▸ Task requirements
Only the lines from the top of the data through the one with "analyses, and a" are to be written out, each exactly as it stands.
*** Working data ***
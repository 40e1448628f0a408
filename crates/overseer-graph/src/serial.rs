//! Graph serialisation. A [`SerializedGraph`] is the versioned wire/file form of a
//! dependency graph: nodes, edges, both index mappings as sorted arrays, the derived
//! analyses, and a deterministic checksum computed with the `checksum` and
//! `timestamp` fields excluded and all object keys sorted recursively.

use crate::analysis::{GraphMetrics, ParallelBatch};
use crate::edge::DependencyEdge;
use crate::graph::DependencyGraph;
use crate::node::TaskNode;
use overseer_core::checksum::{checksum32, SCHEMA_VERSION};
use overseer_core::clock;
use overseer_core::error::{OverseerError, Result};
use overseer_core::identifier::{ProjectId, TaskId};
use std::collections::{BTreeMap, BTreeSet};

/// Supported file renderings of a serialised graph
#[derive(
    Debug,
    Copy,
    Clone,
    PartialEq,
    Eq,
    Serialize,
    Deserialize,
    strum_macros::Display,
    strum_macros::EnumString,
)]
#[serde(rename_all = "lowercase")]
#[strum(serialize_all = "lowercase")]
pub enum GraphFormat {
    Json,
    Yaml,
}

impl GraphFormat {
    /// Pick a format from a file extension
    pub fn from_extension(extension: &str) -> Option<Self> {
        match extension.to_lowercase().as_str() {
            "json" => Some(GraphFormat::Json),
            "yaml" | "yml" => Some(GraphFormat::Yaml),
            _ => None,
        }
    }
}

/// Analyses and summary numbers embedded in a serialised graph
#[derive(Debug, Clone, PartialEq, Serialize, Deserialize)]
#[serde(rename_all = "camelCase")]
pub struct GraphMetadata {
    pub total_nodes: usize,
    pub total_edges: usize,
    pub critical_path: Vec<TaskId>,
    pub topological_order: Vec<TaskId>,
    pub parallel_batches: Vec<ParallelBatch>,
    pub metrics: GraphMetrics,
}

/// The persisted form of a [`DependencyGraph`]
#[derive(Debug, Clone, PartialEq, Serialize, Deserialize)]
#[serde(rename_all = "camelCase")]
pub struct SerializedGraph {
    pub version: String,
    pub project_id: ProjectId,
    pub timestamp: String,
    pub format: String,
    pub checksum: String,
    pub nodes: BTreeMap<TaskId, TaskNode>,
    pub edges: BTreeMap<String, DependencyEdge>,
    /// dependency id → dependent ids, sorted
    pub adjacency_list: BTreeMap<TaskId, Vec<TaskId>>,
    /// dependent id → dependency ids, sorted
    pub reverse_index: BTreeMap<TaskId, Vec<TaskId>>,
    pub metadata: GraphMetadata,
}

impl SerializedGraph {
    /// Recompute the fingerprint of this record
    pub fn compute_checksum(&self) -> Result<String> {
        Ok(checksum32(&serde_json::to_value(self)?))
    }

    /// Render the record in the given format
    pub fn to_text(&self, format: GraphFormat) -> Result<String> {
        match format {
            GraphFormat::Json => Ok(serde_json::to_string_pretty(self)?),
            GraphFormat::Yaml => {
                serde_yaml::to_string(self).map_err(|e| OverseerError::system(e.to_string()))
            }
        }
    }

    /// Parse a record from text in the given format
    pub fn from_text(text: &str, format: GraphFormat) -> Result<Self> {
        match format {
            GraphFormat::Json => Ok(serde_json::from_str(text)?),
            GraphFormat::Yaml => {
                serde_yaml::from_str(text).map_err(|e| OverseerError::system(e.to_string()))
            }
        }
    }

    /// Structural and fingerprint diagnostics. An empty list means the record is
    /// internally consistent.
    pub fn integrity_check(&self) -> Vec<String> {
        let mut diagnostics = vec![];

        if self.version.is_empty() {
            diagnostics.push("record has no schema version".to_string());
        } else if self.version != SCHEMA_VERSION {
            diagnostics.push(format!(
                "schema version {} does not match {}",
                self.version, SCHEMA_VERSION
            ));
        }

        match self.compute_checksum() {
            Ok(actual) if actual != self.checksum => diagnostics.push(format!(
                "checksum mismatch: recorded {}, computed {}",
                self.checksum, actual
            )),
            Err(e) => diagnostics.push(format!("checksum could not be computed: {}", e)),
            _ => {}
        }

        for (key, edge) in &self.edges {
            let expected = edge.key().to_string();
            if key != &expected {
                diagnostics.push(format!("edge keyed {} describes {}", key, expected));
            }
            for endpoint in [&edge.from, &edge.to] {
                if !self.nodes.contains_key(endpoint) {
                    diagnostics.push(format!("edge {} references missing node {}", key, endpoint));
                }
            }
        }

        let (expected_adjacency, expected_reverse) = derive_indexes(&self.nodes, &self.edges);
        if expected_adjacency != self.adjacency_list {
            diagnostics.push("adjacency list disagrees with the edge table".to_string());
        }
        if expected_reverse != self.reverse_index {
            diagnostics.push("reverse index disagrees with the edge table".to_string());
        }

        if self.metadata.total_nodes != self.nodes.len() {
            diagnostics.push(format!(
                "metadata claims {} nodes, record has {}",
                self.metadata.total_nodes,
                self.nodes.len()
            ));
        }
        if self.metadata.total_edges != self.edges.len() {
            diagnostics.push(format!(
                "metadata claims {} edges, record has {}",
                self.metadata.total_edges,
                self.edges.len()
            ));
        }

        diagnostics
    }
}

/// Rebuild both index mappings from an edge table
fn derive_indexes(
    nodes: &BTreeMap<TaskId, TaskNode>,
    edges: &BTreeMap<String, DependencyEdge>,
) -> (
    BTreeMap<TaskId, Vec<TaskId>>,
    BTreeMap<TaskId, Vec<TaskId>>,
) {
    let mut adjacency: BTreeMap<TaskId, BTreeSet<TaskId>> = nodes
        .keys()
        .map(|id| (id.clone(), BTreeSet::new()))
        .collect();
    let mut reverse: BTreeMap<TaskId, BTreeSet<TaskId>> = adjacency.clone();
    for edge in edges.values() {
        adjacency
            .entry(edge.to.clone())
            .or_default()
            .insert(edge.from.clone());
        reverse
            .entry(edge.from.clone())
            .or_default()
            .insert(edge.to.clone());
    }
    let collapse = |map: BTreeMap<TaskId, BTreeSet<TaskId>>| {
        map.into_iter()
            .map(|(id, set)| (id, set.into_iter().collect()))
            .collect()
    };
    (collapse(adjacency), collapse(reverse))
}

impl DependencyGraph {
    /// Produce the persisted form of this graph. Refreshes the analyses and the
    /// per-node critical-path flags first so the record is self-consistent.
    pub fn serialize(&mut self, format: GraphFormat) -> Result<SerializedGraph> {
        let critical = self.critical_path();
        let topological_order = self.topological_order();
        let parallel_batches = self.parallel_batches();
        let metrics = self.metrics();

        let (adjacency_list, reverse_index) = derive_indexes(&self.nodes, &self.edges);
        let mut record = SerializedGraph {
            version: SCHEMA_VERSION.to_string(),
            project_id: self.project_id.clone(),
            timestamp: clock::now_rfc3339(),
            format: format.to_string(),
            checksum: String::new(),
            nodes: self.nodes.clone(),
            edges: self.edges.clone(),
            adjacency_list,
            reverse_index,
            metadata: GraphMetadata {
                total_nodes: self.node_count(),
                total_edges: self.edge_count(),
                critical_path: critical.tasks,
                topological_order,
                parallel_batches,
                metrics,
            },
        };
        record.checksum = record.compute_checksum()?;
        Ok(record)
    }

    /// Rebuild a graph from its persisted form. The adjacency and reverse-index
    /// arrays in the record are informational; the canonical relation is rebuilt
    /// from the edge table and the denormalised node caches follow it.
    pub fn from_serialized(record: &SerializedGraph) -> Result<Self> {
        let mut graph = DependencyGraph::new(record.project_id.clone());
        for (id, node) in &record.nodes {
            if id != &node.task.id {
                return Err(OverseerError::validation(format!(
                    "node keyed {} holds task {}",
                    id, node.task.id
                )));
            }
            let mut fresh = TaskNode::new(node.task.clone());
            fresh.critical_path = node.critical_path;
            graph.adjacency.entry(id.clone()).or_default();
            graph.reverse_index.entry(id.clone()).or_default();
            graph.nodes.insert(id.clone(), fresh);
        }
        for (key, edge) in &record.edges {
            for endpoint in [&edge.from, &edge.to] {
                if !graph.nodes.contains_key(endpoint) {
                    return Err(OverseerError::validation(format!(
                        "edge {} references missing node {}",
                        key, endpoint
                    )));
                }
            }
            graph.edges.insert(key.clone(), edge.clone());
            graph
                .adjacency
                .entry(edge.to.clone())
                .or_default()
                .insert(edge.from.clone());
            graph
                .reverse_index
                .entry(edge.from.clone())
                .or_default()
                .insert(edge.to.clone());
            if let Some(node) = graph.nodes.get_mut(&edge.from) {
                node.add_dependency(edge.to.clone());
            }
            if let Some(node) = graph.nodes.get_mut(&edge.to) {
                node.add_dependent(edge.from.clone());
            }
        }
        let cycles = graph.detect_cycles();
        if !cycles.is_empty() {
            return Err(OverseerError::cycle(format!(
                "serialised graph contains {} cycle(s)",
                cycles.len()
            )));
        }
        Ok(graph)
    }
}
***
▸ The completed task
repository 40e1448628f0a408
filename crates/overseer-graph/src/serial.rs
//! Graph serialisation. A [`SerializedGraph`] is the versioned wire/file form of a
//! dependency graph: nodes, edges, both index mappings as sorted arrays, the derived
//! analyses, and a deterministic checksum computed with the `checksum` and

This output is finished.